Output nothing but the lines from the first line of the entries to the line with "the entry early", inclusive, exactly as they read.

(Stored data entries)
#####

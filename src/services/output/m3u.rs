//! M3U playlist rendering

use crate::models::Channel;

/// Escape a value for a quoted EXTINF attribute
pub fn escape_attr(value: &str) -> String {
    value
        .replace('\\', "\\\\")
        .replace('"', "\\\"")
        .replace(['\r', '\n'], " ")
}

/// Display text after the comma; a newline would end the entry early
pub fn escape_title(value: &str) -> String {
    value.replace(['\r', '\n'], " ").trim().to_string()
}

pub(crate) fn push_attr(attrs: &mut Vec<String>, key: &str, value: &str) {
    if !value.is_empty() {
        attrs.push(format!(r#"{}="{}""#, key, escape_attr(value)));
    }
}

/// Render the playlist in channel order.
///
/// With `playable_only`, channels whose playback probe did not authorize
/// a stream are left out.
pub fn render_m3u(channels: &[Channel], group_title: &str, playable_only: bool) -> Vec<u8> {
    let mut out = String::with_capacity(64 + channels.len() * 400);
    out.push_str("#EXTM3U\n");

    for channel in channels.iter().filter(|c| !playable_only || c.playable) {
        let number = channel.number.map(|n| n.to_string()).unwrap_or_default();

        let mut attrs = Vec::with_capacity(10);
        push_attr(&mut attrs, "tvg-id", &channel.xmltv_id);
        push_attr(&mut attrs, "tvg-name", &channel.name);
        push_attr(&mut attrs, "tvg-logo", &channel.logo);
        push_attr(&mut attrs, "tvg-chno", &number);
        push_attr(&mut attrs, "group-title", group_title);
        push_attr(&mut attrs, "x-ccid", &channel.ccid);
        push_attr(&mut attrs, "x-resource-id", &channel.id);
        push_attr(&mut attrs, "x-callsign", channel.call_sign.as_deref().unwrap_or_default());
        push_attr(&mut attrs, "x-manifest-url", channel.manifest_url.as_deref().unwrap_or_default());
        push_attr(&mut attrs, "x-fallback-url", channel.fallback_url.as_deref().unwrap_or_default());

        out.push_str("#EXTINF:-1 ");
        out.push_str(&attrs.join(" "));
        out.push(',');
        out.push_str(&escape_title(&channel.name));
        out.push('\n');
        out.push_str(channel.stream_url.trim());
        out.push('\n');
    }

    out.into_bytes()
}
impl SessionPolicy {
    pub fn from_config(config: &Config) -> Self {
        Self {
            max_age: ChronoDuration::hours(config.session_max_age_hours),
            expiry_skew: ChronoDuration::seconds(config.session_expiry_skew_secs),
            login_attempts: config.login_attempts.max(1),
            retry_delay: Duration::from_secs(5),
        }
    }

    /// Proactive staleness: too old, or the token is about to expire
    pub fn is_fresh(&self, artifact: &SessionArtifact, now: DateTime<Utc>) -> bool {
        if now - artifact.acquired_at >= self.max_age {
            return false;
        }
        match artifact.token_expires_at {
            Some(exp) => exp - self.expiry_skew > now,
            None => true,
        }
    }
}

#[derive(Debug, Clone, Copy, PartialEq, Eq, Serialize)]
#[serde(rename_all = "lowercase")]
pub enum SessionState {
    Fresh,
    Stale,
    Absent,
}

/// Session summary for the status endpoint (no secrets)
#[derive(Debug, Clone, Serialize)]
#[serde(rename_all = "camelCase")]
pub struct SessionInfo {
    pub state: SessionState,
    #[serde(skip_serializing_if = "Option::is_none")]
    pub acquired_at: Option<DateTime<Utc>>,
    #[serde(skip_serializing_if = "Option::is_none")]
    pub token_expires_at: Option<DateTime<Utc>>,
}

#[derive(Default)]
struct SessionSlot {
    loaded: bool,
    current: Option<Arc<SessionArtifact>>,
    /// Set when the provider rejected `current`
    rejected: bool,
}

/// Copy of the slot readable while a login holds the slot lock
#[derive(Default, Clone)]
struct SlotSnapshot {
    current: Option<Arc<SessionArtifact>>,
    rejected: bool,
}

pub struct SessionManager {
    credentials: CredentialStore,
    driver: Arc<dyn LoginDriver>,
    store: SessionStore,
    policy: SessionPolicy,
    slot: Mutex<SessionSlot>,
    snapshot: RwLock<SlotSnapshot>,
}

impl SessionManager {
    pub fn new(
        credentials: CredentialStore,
        driver: Arc<dyn LoginDriver>,
        store: SessionStore,
        policy: SessionPolicy,
    ) -> Self {
        Self {
            credentials,
            driver,
            store,
            policy,
            slot: Mutex::new(SessionSlot::default()),
            snapshot: RwLock::new(SlotSnapshot::default()),
        }
    }

    /// Mirror the slot for `info`; call after every slot change
    fn publish(&self, slot: &SessionSlot) {
        if let Ok(mut snapshot) = self.snapshot.write() {
            *snapshot = SlotSnapshot {
                current: slot.current.clone(),
                rejected: slot.rejected,
            };
        }
    }

    /// Return a usable session, logging in if there is none.
    ///
    /// The slot lock is held across the login, so concurrent callers wait for
    /// the in-flight login and reuse its artifact.
    pub async fn ensure_session(&self) -> Result<Arc<SessionArtifact>, PipelineError> {
        let mut slot = self.slot.lock().await;

        if !slot.loaded {
            slot.current = self.store.load().await.map(Arc::new);
            slot.loaded = true;
            self.publish(&slot);
            if slot.current.is_some() {
                tracing::info!("Loaded persisted session from {}", self.store.path().display());
            }
        }

        if let Some(current) = &slot.current {
            if !slot.rejected && self.policy.is_fresh(current, Utc::now()) {
                return Ok(current.clone());
            }
            tracing::info!(
                acquired_at = %current.acquired_at,
                rejected = slot.rejected,
                "Session is stale, re-authenticating"
            );
        }

        match self.login_with_retries().await {
            Ok(artifact) => {
                let artifact = Arc::new(artifact);
                if let Err(e) = self.store.save(&artifact).await {
                    tracing::warn!("Session captured but not persisted: {:#}", e);
                }
                slot.current = Some(artifact.clone());
                slot.rejected = false;
                self.publish(&slot);
                Ok(artifact)
            }
            Err(e) => {
                slot.current = None;
                slot.rejected = false;
                self.publish(&slot);
                if let Err(remove_err) = self.store.remove().await {
                    tracing::warn!("{:#}", remove_err);
                }
                Err(e)
            }
        }
    }

    async fn login_with_retries(&self) -> Result<SessionArtifact, PipelineError> {
        let attempts = self.policy.login_attempts;
        let mut last_err: Option<LoginError> = None;

        for attempt in 1..=attempts {
            tracing::info!(attempt, attempts, "Starting browser login");
            match self.driver.login(self.credentials.get()).await {
                Ok(captured) => match build_artifact(captured, &self.credentials.account_id(), Utc::now()) {
                    Ok(artifact) => {
                        metrics::LOGINS_TOTAL.with_label_values(&["success"]).inc();
                        tracing::info!(
                            session_id = %artifact.session_id,
                            token_expires_at = ?artifact.token_expires_at,
                            "Login succeeded"
                        );
                        return Ok(artifact);
                    }
                    Err(e) => last_err = Some(e),
                },
                Err(e) => last_err = Some(e),
            }

            metrics::LOGINS_TOTAL.with_label_values(&["failure"]).inc();
            if let Some(e) = &last_err {
                tracing::warn!(attempt, "Login attempt failed: {}", e);
            }
            if attempt < attempts {
                tokio::time::sleep(self.policy.retry_delay * attempt).await;
            }
        }

        Err(last_err
            .map(PipelineError::from)
            .unwrap_or_else(|| PipelineError::LoginFailed("no login attempt made".to_string())))
    }

    /// Mark `artifact` stale after the provider rejected it.
    ///
    /// Ignored when `artifact` is no longer the current one, so a burst of
    /// rejections against the same token causes one re-login.
    pub async fn report_unauthorized(&self, artifact: &SessionArtifact) -> bool {
        let mut slot = self.slot.lock().await;
        match &slot.current {
            Some(current) if current.session_id == artifact.session_id => {
                if !slot.rejected {
                    tracing::warn!(session_id = %artifact.session_id, "Provider rejected session");
                }
                slot.rejected = true;
                self.publish(&slot);
                true
            }
            _ => false,
        }
    }

    /// Drop the current session; the next `ensure_session` logs in
    pub async fn invalidate(&self) -> Result<(), PipelineError> {
        let mut slot = self.slot.lock().await;
        slot.current = None;
        slot.rejected = false;
        slot.loaded = true;
        self.publish(&slot);
        self.store
            .remove()
            .await
            .map_err(|e| PipelineError::Publish(format!("{:#}", e)))?;
        tracing::info!("Session invalidated");
        Ok(())
    }

    /// Status summary. Never waits on an in-flight login.
    pub async fn info(&self) -> SessionInfo {
        let snapshot = self
            .snapshot
            .read()
            .map(|s| s.clone())
            .unwrap_or_default();
        match &snapshot.current {
            Some(a) => SessionInfo {
                state: if !snapshot.rejected && self.policy.is_fresh(a, Utc::now()) {
                    SessionState::Fresh
                } else {
                    SessionState::Stale
                },
                acquired_at: Some(a.acquired_at),
                token_expires_at: a.token_expires_at,
            },
            None => SessionInfo {
                state: SessionState::Absent,
                acquired_at: None,
                token_expires_at: None,
            },
        }
    }
}

/// Turn a raw browser capture into a session artifact
pub fn build_artifact(
    captured: CapturedAuth,
    account_id: &str,
    now: DateTime<Utc>,
) -> Result<SessionArtifact, LoginError> {
    let raw = captured.authorization.trim();
    let token = match raw.split_once(char::is_whitespace) {
        Some((scheme, rest)) if scheme.eq_ignore_ascii_case("bearer") => rest.trim(),
        // A scheme word on its own carries no token
        None if raw.eq_ignore_ascii_case("bearer") => "",
        _ => raw,
    }
    .to_string();
    if token.is_empty() {
        return Err(LoginError::Browser("captured request had no bearer token".to_string()));
    }

    let query: Vec<(String, String)> = url::Url::parse(&captured.request_url)
        .map(|u| u.query_pairs().into_owned().collect())
        .unwrap_or_default();
    let param = |name: &str| {
        query
            .iter()
            .find(|(k, _)| k == name)
            .map(|(_, v)| v.clone())
            .filter(|v| !v.is_empty())
    };

    let client_context = param("clientContext").unwrap_or_else(|| {
        tracing::warn!("Captured request carries no clientContext");
        String::new()
    });
    let fis_properties = param("fisProperties").unwrap_or_else(|| DEFAULT_FIS_PROPERTIES.to_string());

    Ok(SessionArtifact {
        session_id: Uuid::new_v4(),
        account_id: account_id.to_string(),
        token_expires_at: jwt_expiry(&token),
        authorization: token,
        cookies: captured.cookies,
        client_context,
        fis_properties,
        request_url: captured.request_url,
        acquired_at: now,
    })
}

/// `exp` claim of a JWT, if the token is one
pub fn jwt_expiry(token: &str) -> Option<DateTime<Utc>> {
    let payload = token.split('.').nth(1)?;
    let bytes = URL_SAFE_NO_PAD.decode(payload.trim_end_matches('=')).ok()?;
    let claims: serde_json::Value = serde_json::from_slice(&bytes).ok()?;
    let exp = claims.get("exp")?.as_i64()?;
    Utc.timestamp_opt(exp, 0).single()
}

#####

__Task result__:
filename src/services/output/m3u.rs
//! M3U playlist rendering

use crate::models::Channel;

/// Escape a value for a quoted EXTINF attribute
pub fn escape_attr(value: &str) -> String {
    value
        .replace('\\', "\\\\")
        .replace('"', "\\\"")
        .replace(['\r', '\n'], " ")
}

/// Display text after the comma; a newline would end the entry early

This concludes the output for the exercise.